Collected data entries

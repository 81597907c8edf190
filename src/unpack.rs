//! The reader pipeline: parse the headers, then stream chunks in order or
//! seek straight to one through the offsets index.
//!
//! Sequential reading never needs the offsets: every record starts with the
//! block codec's own header, whose `cbytes` field says how far to read.

use std::fs::File;
use std::io::{Read, Seek, SeekFrom, Write};
use std::path::Path;

use serde_json::Value;
use tracing::{debug, info};

use crate::blosc::{self, validate_nthreads, BloscHeader, BLOSC_HEADER_LENGTH};
use crate::checksum::Checksum;
use crate::error::{BloscpackError, Result};
use crate::header::{BloscpackHeader, MetadataHeader, HEADER_LENGTH, MAGIC};
use crate::metadata::read_metadata;
use crate::offsets::Offsets;
use crate::pack::Stats;
use crate::util::pretty_size;

// A complete chunk record from the current position: the blosc frame,
// verified against its trailing digest.
pub(crate) fn read_chunk_record<R: Read>(
    source: &mut R,
    checksum: Checksum,
    index: usize,
) -> Result<Vec<u8>> {
    let mut head = [0u8; BLOSC_HEADER_LENGTH];
    source
        .read_exact(&mut head)
        .map_err(|e| truncated_chunk(e, index))?;
    let blosc_header = BloscHeader::decode(&head)?;

    let mut frame = vec![0u8; blosc_header.cbytes as usize];
    frame[..BLOSC_HEADER_LENGTH].copy_from_slice(&head);
    source
        .read_exact(&mut frame[BLOSC_HEADER_LENGTH..])
        .map_err(|e| truncated_chunk(e, index))?;

    let digest_size = checksum.digest_size();
    if digest_size > 0 {
        let mut digest = vec![0u8; digest_size];
        source
            .read_exact(&mut digest)
            .map_err(|e| truncated_chunk(e, index))?;
        if checksum.digest(&frame) != digest {
            return Err(BloscpackError::ChunkChecksumMismatch(index));
        }
    }
    Ok(frame)
}

fn truncated_chunk(e: std::io::Error, index: usize) -> BloscpackError {
    if e.kind() == std::io::ErrorKind::UnexpectedEof {
        BloscpackError::TruncatedChunk(index)
    } else {
        BloscpackError::Io(e)
    }
}

fn truncated_file(e: std::io::Error) -> BloscpackError {
    if e.kind() == std::io::ErrorKind::UnexpectedEof {
        BloscpackError::TruncatedFile
    } else {
        BloscpackError::Io(e)
    }
}

/// A parsed container, ready for sequential streaming or random access.
pub struct PackReader<R: Read + Seek> {
    source: R,
    header: BloscpackHeader,
    metadata_header: Option<MetadataHeader>,
    metadata: Option<Value>,
    offsets: Option<Offsets>,
    chunks_start: u64,
}

impl<R: Read + Seek> PackReader<R> {
    /// Parse all headers eagerly; chunk payloads stay untouched.
    pub fn new(mut source: R) -> Result<PackReader<R>> {
        let file_len = source.seek(SeekFrom::End(0))?;
        source.seek(SeekFrom::Start(0))?;

        let mut magic = [0u8; 4];
        source.read_exact(&mut magic).map_err(truncated_file)?;
        if magic != MAGIC {
            return Err(BloscpackError::BadMagic);
        }
        let mut buf = [0u8; HEADER_LENGTH];
        buf[..4].copy_from_slice(&magic);
        source
            .read_exact(&mut buf[4..])
            .map_err(truncated_file)?;
        let header = BloscpackHeader::decode(&buf)?;

        let (metadata_header, metadata) = if header.metadata {
            let (metadata_header, metadata) = read_metadata(&mut source)?;
            (Some(metadata_header), Some(metadata))
        } else {
            (None, None)
        };

        let offsets = if header.offsets {
            if header.nchunks < 0 {
                return Err(BloscpackError::MalformedHeader(
                    "nchunks is unknown, the file was not finalized".to_string(),
                ));
            }
            let region_len = Offsets::encoded_size(header.total_entries());
            if source.stream_position()? + region_len as u64 > file_len {
                return Err(BloscpackError::TruncatedFile);
            }
            let mut region = vec![0u8; region_len];
            source.read_exact(&mut region).map_err(truncated_file)?;
            Some(Offsets::parse(
                &region,
                header.nchunks,
                header.max_app_chunks,
            )?)
        } else {
            None
        };

        let chunks_start = source.stream_position()?;
        Ok(PackReader {
            source,
            header,
            metadata_header,
            metadata,
            offsets,
            chunks_start,
        })
    }

    pub fn header(&self) -> &BloscpackHeader {
        &self.header
    }

    pub fn metadata_header(&self) -> Option<&MetadataHeader> {
        self.metadata_header.as_ref()
    }

    pub fn metadata(&self) -> Option<&Value> {
        self.metadata.as_ref()
    }

    pub fn offsets(&self) -> Option<&Offsets> {
        self.offsets.as_ref()
    }

    pub fn into_metadata(self) -> Option<Value> {
        self.metadata
    }

    // Position of the first chunk record; the appender derives the offsets
    // region position from it.
    pub(crate) fn chunks_start(&self) -> u64 {
        self.chunks_start
    }

    /// Random access: decompress chunk `index` on its own. Needs the
    /// offsets index; files written without one only support sequential
    /// reads.
    pub fn chunk(&mut self, index: usize, nthreads: usize) -> Result<Vec<u8>> {
        validate_nthreads(nthreads)?;
        let offsets = self
            .offsets
            .as_ref()
            .ok_or(BloscpackError::OffsetsDisabled)?;
        if index >= self.header.nchunks as usize {
            return Err(BloscpackError::ChunkOutOfRange(index));
        }
        let position = offsets
            .chunk_offset(index)
            .ok_or(BloscpackError::ChunkOutOfRange(index))?;

        self.source.seek(SeekFrom::Start(position))?;
        let frame = read_chunk_record(&mut self.source, self.header.checksum, index)?;
        blosc::decompress(&frame, nthreads)
    }

    /// Sequential read: walk every chunk in order, verify, decompress and
    /// emit. The concatenated output length is checked against the header
    /// geometry.
    pub fn unpack_to<W: Write>(&mut self, sink: &mut W, nthreads: usize) -> Result<Stats> {
        validate_nthreads(nthreads)?;
        if self.header.nchunks < 0 {
            return Err(BloscpackError::MalformedHeader(
                "nchunks is unknown, the file was not finalized".to_string(),
            ));
        }

        self.source.seek(SeekFrom::Start(self.chunks_start))?;
        let nchunks = self.header.nchunks as usize;
        let mut nbytes = 0u64;
        for index in 0..nchunks {
            let frame = read_chunk_record(&mut self.source, self.header.checksum, index)?;
            let data = blosc::decompress(&frame, nthreads)?;
            sink.write_all(&data)?;
            nbytes += data.len() as u64;
            debug!(
                "chunk '{}'{}: {} in, {} out",
                index,
                if index == nchunks - 1 { " (last)" } else { "" },
                pretty_size(frame.len() as u64),
                pretty_size(data.len() as u64)
            );
        }

        if let Some(expected) = self.header.expected_nbytes() {
            if nbytes != expected {
                return Err(BloscpackError::MalformedHeader(format!(
                    "chunks decompressed to {} bytes but the header claims {}",
                    nbytes, expected
                )));
            }
        }
        Ok(Stats {
            nchunks: self.header.nchunks,
            chunk_size: self.header.chunk_size,
            last_chunk: self.header.last_chunk,
            nbytes,
            cbytes: self.source.stream_position()?,
        })
    }
}

/// Decompress a whole container, returning the stats and the metadata blob
/// if one is present.
pub fn unpack_stream<R: Read + Seek, W: Write>(
    source: &mut R,
    sink: &mut W,
    nthreads: usize,
) -> Result<(Stats, Option<Value>)> {
    let mut reader = PackReader::new(source)?;
    let stats = reader.unpack_to(sink, nthreads)?;
    Ok((stats, reader.into_metadata()))
}

pub fn unpack_file<P: AsRef<Path>, Q: AsRef<Path>>(
    in_file: P,
    out_file: Q,
    nthreads: usize,
) -> Result<Option<Value>> {
    let mut input = File::open(in_file.as_ref())?;
    let mut output = File::create(out_file.as_ref())?;
    let (stats, metadata) = unpack_stream(&mut input, &mut output, nthreads)?;
    info!(
        "decompressed {} into {}",
        pretty_size(stats.cbytes),
        pretty_size(stats.nbytes)
    );
    Ok(metadata)
}

/// Everything `blpk info` shows: the parsed headers, the metadata value and
/// the used offset entries. Chunk payloads are never decoded.
#[derive(Debug)]
pub struct Info {
    pub header: BloscpackHeader,
    pub metadata_header: Option<MetadataHeader>,
    pub metadata: Option<Value>,
    pub offsets: Vec<u64>,
}

pub fn info<R: Read + Seek>(source: &mut R) -> Result<Info> {
    let reader = PackReader::new(source)?;
    let header = *reader.header();
    let metadata_header = reader.metadata_header().copied();
    let offsets = reader
        .offsets()
        .map(|offsets| offsets.used().collect())
        .unwrap_or_default();
    Ok(Info {
        header,
        metadata_header,
        metadata: reader.into_metadata(),
        offsets,
    })
}

pub fn info_file<P: AsRef<Path>>(path: P) -> Result<Info> {
    info(&mut File::open(path.as_ref())?)
}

- _What is required_
How many lines in the entries above include the string "order"? Give only the number.

- _Response for this exercise_
2